Public ICS Disclosures – Week of 06-20-20

This week we have six Ripple20 [Corrected link, 10-18-20, 0856 EDT] advisories from vendors, one of them an update. There were also four vendor updates from Schneider, Rockwell (2) and Yokogawa. There was a researcher report for products from OSIsoft. There were also four exploits published for products from ABUS, SICK, mySCADA and Inductive Automation.

Ripple20 Advisories and Updates

HMS published a Ripple20 advisory that identifies affected products and generic mitigations.

Eaton published a Ripple20 advisory that identifies affected products and generic mitigations.

Boston Scientific published a Ripple20 advisory that admits that some (unidentified) products have the vulnerabilities but “concluded there is no increased security risk for patients who have our implantable products because of the Treck vulnerabilities”.

Schneider published a Ripple20 advisory that identifies affected products and generic mitigations.

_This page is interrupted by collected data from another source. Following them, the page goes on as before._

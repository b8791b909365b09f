//! Mapping between BullMQ job states and the normalized taxonomy.

use crate::observability::models::QueueJobStatus;

/// Redis data structure backing a bucket.
#[derive(Debug, Clone, Copy, PartialEq, Eq)]
pub enum Collection {
    List,
    SortedSet,
}

/// The BullMQ collections a job id can sit in.
///
/// Several collections share one normalized status: `wait`, `paused`,
/// `prioritized` and `waiting-children` all hold pending jobs.
#[derive(Debug, Clone, Copy, PartialEq, Eq)]
pub enum Bucket {
    Wait,
    Paused,
    Prioritized,
    WaitingChildren,
    Active,
    Completed,
    Failed,
    Delayed,
}

impl Bucket {
    pub const ALL: [Bucket; 8] = [
        Bucket::Wait,
        Bucket::Paused,
        Bucket::Prioritized,
        Bucket::WaitingChildren,
        Bucket::Active,
        Bucket::Completed,
        Bucket::Failed,
        Bucket::Delayed,
    ];

    /// Collections read, in order, when listing jobs of `status`.
    pub fn for_status(status: QueueJobStatus) -> &'static [Bucket] {
        match status {
            QueueJobStatus::Pending => &[
                Bucket::Wait,
                Bucket::Paused,
                Bucket::Prioritized,
                Bucket::WaitingChildren,
            ],
            QueueJobStatus::Processing => &[Bucket::Active],
            QueueJobStatus::Completed => &[Bucket::Completed],
            QueueJobStatus::Failed => &[Bucket::Failed],
            QueueJobStatus::Delayed => &[Bucket::Delayed],
        }
    }

    /// Key suffix, which is also BullMQ's native state name for the bucket.
    pub fn suffix(&self) -> &'static str {
        match self {
            Bucket::Wait => "wait",
            Bucket::Paused => "paused",
            Bucket::Prioritized => "prioritized",
            Bucket::WaitingChildren => "waiting-children",
            Bucket::Active => "active",
            Bucket::Completed => "completed",
            Bucket::Failed => "failed",
            Bucket::Delayed => "delayed",
        }
    }

    pub fn collection(&self) -> Collection {
        match self {
            Bucket::Wait | Bucket::Paused | Bucket::Active => Collection::List,
            Bucket::Prioritized
            | Bucket::WaitingChildren
            | Bucket::Completed
            | Bucket::Failed
            | Bucket::Delayed => Collection::SortedSet,
        }
    }

    /// Normalized status of jobs read from this bucket.
    pub fn status(&self) -> QueueJobStatus {
        normalize_state(self.suffix())
    }
}

/// Maps a BullMQ state name onto the normalized taxonomy.
///
/// Unknown states become `Pending` so no job disappears from the totals.
pub fn normalize_state(native: &str) -> QueueJobStatus {
    match native {
        "wait" | "waiting" | "paused" | "prioritized" | "waiting-children" => {
            QueueJobStatus::Pending
        }
        "active" => QueueJobStatus::Processing,
        "completed" => QueueJobStatus::Completed,
        "failed" => QueueJobStatus::Failed,
        "delayed" => QueueJobStatus::Delayed,
        _ => QueueJobStatus::Pending,
    }
}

Schneider published a Ripple20 advisory specifically for their network management card products.

Schneider updated their Ripple20 advisory that was originally published on June 16^th, 2020. Refers to the first new advisory described above.

Schneider Update

Schneider published an update of their legacy Triconex advisory that was originally published on April 14^th, 2020. The new information includes adding CVE numbers and descriptions and updated affected version and mitigation data.

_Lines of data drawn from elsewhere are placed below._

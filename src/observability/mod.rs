//! Normalized queue model, provider registry and query execution.
//!
//! This module provides:
//! - [`models`]: the provider-agnostic vocabulary every adapter produces
//! - [`ProviderRegistry`]: named instances with per-instance failure isolation
//! - [`QueueInspector`]: inline and referenced query execution
//! - [`queue_api`]: the HTTP surface over all of the above

mod api;
pub mod inspector;
pub mod models;
pub mod query;
pub mod registry;

// Re-export models
pub use models::{
    Capabilities, Job, Overview, ProviderType, QueueInfo, QueueJobStatus, QueueStats,
};

pub use inspector::{QueryResult, QueueInspector};
pub use query::{InlineQuery, JsonQueryLibrary, QueryError, QueryLibrary, QueryRequest};
pub use registry::{ProviderDescriptor, ProviderRegistry, RegistryError};

// Re-export HTTP routes
pub use api::{queue_api, ApiError};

NOTE: The revised advisory includes an interesting discussion about why Schneider decided that this update was necessary.

Rockwell Updates

Rockwell published an update for their FactoryTalk Linx Path Traversal advisory that was originally published on June 18^th, 2020. The new information includes a revised list of affected products.

Rockwell published an update for FactoryTalk Linx multiple vulnerability advisory that was originally published on June 11^th, 2020. The new information includes a revised list of affected products.

NOTE: The updated information is the same in both updates. See my note on the path traversal advisory in last week’s blog post.

Yokogawa Update

Yokogawa published an update for their unquoted service path advisory that was originally published on September 27^th, 2019and most recently updated November 1^st, 2019. The new information includes adding three new products to the affected product list and providing mitigation links for those products.

OSIsoft Report

Otorio published a report on a cross-site scripting vulnerability in the OSIsoft PI Web API 2019. The vulnerability was disclosed by OSIsoft on June 11^th, 2020. The report includes a poor-quality video demonstrating an exploit of the vulnerability.

ABUS Exploit

Matthias Deeg published an exploit for a missing encryption of sensitive data vulnerability in the ABUS Secvest Wireless Control Device (FUBE50001). This was reportedly coordinated with ABUS.

SICK Exploit

Aliasrobotics published an exploit for a default credentials vulnerability in the SICK safety PLC. There is no indication that this was reported to SICK, so this is probably a 0-day exploit.

mySCADA Exploit

Emre ÖVÜNÇ published an exploit for a hard-coded credentials vulnerability in the mySCADA myPro HMI. There is no indication that this was reported to mySCADA, so this is probably a 0-day exploit.

Inductive Automation Exploit

Pedro Ribeiro and Radek Domanski published a Metasploit module for a a Java deserialization vulnerability in the Inductive Automation Ignition SCADA product. The vulnerability was disclosed by the vendor on June 2^nd, 2020 and the NCCIC-ICS advisory was subsequently updated on June 11^th, 2020.